For this purpose, decidualization normally suppresses inflammation, but both defective decidualization and
a hyperinflammatory uterine environment are associated with pregnancy loss. To better diagnose, treat, and
prevent recurrent pregnancy loss and proinflammatory gynecological diseases, a deeper understanding of
how the progesterone receptor works with other factors to regulate gene expression in individual uterine cell
types is needed. Serum response factor (SRF) plays important transcriptional roles in many tissue types and
has been suggested as a progesterone receptor regulator in the uterus.
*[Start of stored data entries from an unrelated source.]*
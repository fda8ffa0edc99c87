//! story-core: orquestador determinista del pipeline de generación.
//!
//! Propósito:
//! - Ejecutar un DAG fijo de pasos de expansión narrativa despachando cada
//!   paso a proveedores LLM, validando el resultado y persistiéndolo como
//!   artifact inmutable antes de que la descendencia pueda consumirlo.
//! - Garantizar reanudabilidad (upstream hashes + checkpoint de eventos) y
//!   resiliencia (cadena de candidatos, circuit breaker, backoff, fallback
//!   de emergencia).
//!
//! Componentes principales:
//! - `engine`: orquestador `PipelineEngine` (readiness, frescura, revisión,
//!   invalidación en cascada).
//! - `runtime`: template method por paso y fanout acotado.
//! - `llm`: reliability layer sobre el trait `LlmProvider`.
//! - `validate`: reportes estructurados que alimentan la revisión.
//! - `event`: log append-only por proyecto.
//! - `store`: trait del blob store por proyecto (backend fs en
//!   `story-persistence`).
//! - `registry` / `step`: tabla del DAG y contrato de cada paso.
//! - `hashing`: JSON canónico + BLAKE3.

pub mod constants;
pub mod engine;
pub mod errors;
pub mod event;
pub mod hashing;
pub mod llm;
pub mod model;
pub mod registry;
pub mod runtime;
pub mod step;
pub mod store;
pub mod validate;

pub use engine::{PipelineEngine, PipelineEngineBuilder};
pub use errors::EngineError;
pub use event::{EventScope, EventStore, InMemoryEventStore, PipelineEvent, PipelineEventKind};
pub use llm::{Candidate, GenerateOutput, GenerateRequest, LlmClient, LlmClientConfig, LlmProvider, ModelTier,
              ProviderError, ProviderRequest, ProviderResponse, TierChains};
pub use model::{ArtifactEnvelope, ModelDescriptor, Project, ProjectStatus, StatusSnapshot, StepContext};
pub use registry::StepRegistry;
pub use runtime::{lenient_json, RuntimeConfig, StepOutcome, StepRuntime};
pub use step::{ParsedPayload, PromptBundle, StepDefinition, StepDescriptor, StepPlan, SubPrompt};
pub use store::{InMemoryProjectStore, ProjectStore};
pub use validate::{ValidationIssue, ValidationReport};
//! Runtime de pasos: el template method uniforme de los 11 pasos.
//!
//! Secuencia exacta por paso: componer insumos → armar prompt → generar →
//! parse leniente → validar → loop de revisión acotado → fallback de
//! emergencia (si el paso lo permite) → entregar el outcome al orquestador,
//! que persiste. Los pasos con fanout ejecutan N mini-template-methods
//! concurrentes y ensamblan en orden de input.

mod fanout;
mod parse;

use std::sync::Arc;
use tokio_util::sync::CancellationToken;

use crate::constants::{DEFAULT_FANOUT_CONCURRENCY, MAX_GENERATION_ATTEMPTS, PROGRESS_EVERY};
use crate::errors::EngineError;
use crate::event::{EventScope, PipelineEventKind};
use crate::llm::{GenerateRequest, LlmClient};
use crate::model::{ModelDescriptor, StepContext};
use crate::step::{PromptBundle, StepDescriptor, StepPlan};
use crate::validate::ValidationIssue;

pub use parse::lenient_json;

#[derive(Debug, Clone)]
pub struct RuntimeConfig {
    /// Generaciones por paso: inicial + revisiones.
    pub max_attempts: u32,
    pub fanout_concurrency: usize,
    pub progress_every: usize,
}

impl Default for RuntimeConfig {
    fn default() -> Self {
        Self { max_attempts: MAX_GENERATION_ATTEMPTS,
               fanout_concurrency: DEFAULT_FANOUT_CONCURRENCY,
               progress_every: PROGRESS_EVERY }
    }
}

/// Resultado de una corrida de paso, listo para envolver y persistir.
#[derive(Debug, Clone)]
pub struct StepOutcome {
    pub payload: serde_json::Value,
    pub model: Option<ModelDescriptor>,
    pub attempts: u32,
    pub degraded: bool,
}

pub struct StepRuntime {
    llm: Arc<LlmClient>,
    config: RuntimeConfig,
}

impl StepRuntime {
    pub fn new(llm: Arc<LlmClient>, config: RuntimeConfig) -> Self {
        Self { llm, config }
    }

    pub async fn execute(&self,
                         desc: &StepDescriptor,
                         ctx: &StepContext,
                         scope: &EventScope,
                         cancel: &CancellationToken)
                         -> Result<StepOutcome, EngineError> {
        match desc.definition.plan(ctx)? {
            StepPlan::Single { prompt } => self.run_single(desc, ctx, prompt, scope, cancel).await,
            StepPlan::Fanout { subtasks } => {
                fanout::run_fanout(self.llm.clone(), &self.config, desc, ctx, subtasks, scope, cancel).await
            }
        }
    }

    /// Generación única con loop de revisión acotado.
    async fn run_single(&self,
                        desc: &StepDescriptor,
                        ctx: &StepContext,
                        prompt: PromptBundle,
                        scope: &EventScope,
                        cancel: &CancellationToken)
                        -> Result<StepOutcome, EngineError> {
        let base = prompt.clone();
        let mut prompt = prompt;
        let mut attempts: u32 = 0;
        let mut last_issues: Vec<ValidationIssue> = Vec::new();
        let mut generation_error: Option<EngineError> = None;

        while attempts < self.config.max_attempts {
            attempts += 1;
            if cancel.is_cancelled() {
                return Err(EngineError::Cancelled);
            }
            let req = GenerateRequest { system: prompt.system.clone(),
                                        user: prompt.user.clone(),
                                        tier: desc.tier,
                                        max_tokens: desc.max_tokens,
                                        temperature: desc.temperature,
                                        seed: None };
            match self.llm.generate(&req, scope, cancel).await {
                Ok(out) => {
                    // la llamada en vuelo termina, pero su resultado se
                    // descarta si la cancelación ya fue observada
                    if cancel.is_cancelled() {
                        return Err(EngineError::Cancelled);
                    }
                    let parsed = desc.definition.parse(&out.text);
                    let report = desc.definition.validate(&parsed.value, ctx);
                    if report.is_ok() && !parsed.degraded {
                        return Ok(StepOutcome { payload: parsed.value,
                                                model: Some(ModelDescriptor { provider: out.provider,
                                                                              model: out.model }),
                                                attempts,
                                                degraded: false });
                    }
                    let mut issues = report.issues;
                    if parsed.degraded && issues.is_empty() {
                        issues.push(ValidationIssue::new("parse_degraded",
                                                         "the output was not structured",
                                                         "respond with a single valid JSON object"));
                    }
                    scope.emit(PipelineEventKind::ValidationFailed { step_index: desc.index,
                                                                     attempt: attempts,
                                                                     issues: issues.clone() })
                         .await?;
                    if attempts < self.config.max_attempts {
                        prompt = revision_prompt(&base, &parsed.value, &issues);
                    }
                    last_issues = issues;
                }
                Err(err @ EngineError::Cancelled) => return Err(err),
                Err(err) => {
                    generation_error = Some(err);
                    break;
                }
            }
        }

        if desc.allow_fallback {
            if let Some(payload) = desc.definition.fallback(ctx) {
                tracing::info!(step = desc.index, "emergency fallback engaged");
                return Ok(StepOutcome { payload,
                                        model: None,
                                        attempts,
                                        degraded: true });
            }
        }
        Err(match generation_error {
            Some(err) => err,
            None => EngineError::Validation { step: desc.index,
                                             attempts,
                                             issues: last_issues },
        })
    }
}

/// Prompt de revisión: output previo + issues + fixes sugeridos.
pub(crate) fn revision_prompt(base: &PromptBundle,
                              previous: &serde_json::Value,
                              issues: &[ValidationIssue])
                              -> PromptBundle {
    let mut fixes = String::new();
    for issue in issues {
        fixes.push_str(&format!("- [{}] {}. Fix: {}\n", issue.code, issue.message, issue.suggested_fix));
    }
    let previous_pretty = serde_json::to_string_pretty(previous).unwrap_or_else(|_| previous.to_string());
    PromptBundle { system: base.system.clone(),
                   user: format!("{}\n\nYour previous answer was:\n{}\n\nIt failed validation:\n{}\nProduce a corrected, \
                                  complete answer. Respond with valid JSON only.",
                                 base.user, previous_pretty, fixes) }
}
This proposal aims to elucidate
SRF's fundamental role in maintaining homeostatic uterine progesterone signaling for control of inflammation
and enabling of healthy decidualization. Aim 1 will Investigate SRF's function in defining in vivo uterine cell
composition and cell-specific gene regulation by first analyzing conditional Srf knockout mouse uteri over
time to identify the onset of SRF deficiency-driven uterine dysregulation and then using single cell resolution
RNA-sequencing and ATAC-sequencing combined with spatially resolved transcriptomics to reveal the cell
type-specific molecular mechanism of the uterine dysregulation. Aim 2 will reveal the mechanism of SRF-
dependent anti-inflammatory action in cultured human endometrial stromal cells (hESC) by first identifying
inflammatory pathways activated by SRF deficiency in hESC and then testing targeted innate immune
suppression to mitigate proinflammatory effects and restore normal decidualization. Overall, this research
will uncover how SRF regulates progesterone signaling in the uterus to prevent inflammation, fibrosis, and
decidualization failure. Studies on how SRF deficiency-driven inflammation leads to endometrial
inflammation and infertility will serve as a model for understanding the interplay between progesterone
signaling and inflammation with the goal of providing answers for recurrent miscarriage and proinflammatory
gynecological diseases.

## Key facts

- **NIH application ID:** 10933112
- **Project number:** 1FI2GM154603-01
- **Recipient organization:** U.S. NATIONAL INST OF ENVIRON HLTH SCIS
- **Principal Investigator:** Ryan Marquardt
- **Activity code:** FI2 (R01, R21, SBIR, etc.)
- **Funding institute:** NIH
- **Fiscal year:** 2024
- **Award amount:** —
- **Award type:** 1
- **Project period:** 2024-09-01 → 2027-08-31

## Primary source

NIH RePORTER: https://reporter.nih.gov/project-details/10933112

## Citation

> US National Institutes of Health, RePORTER application 10933112, The Role of SRF in Uterine Homeostasis (1FI2GM154603-01). Retrieved via AI Analytics 2026-05-24 from https://api.ai-analytics.org/grant/nih/10933112. Licensed CC0.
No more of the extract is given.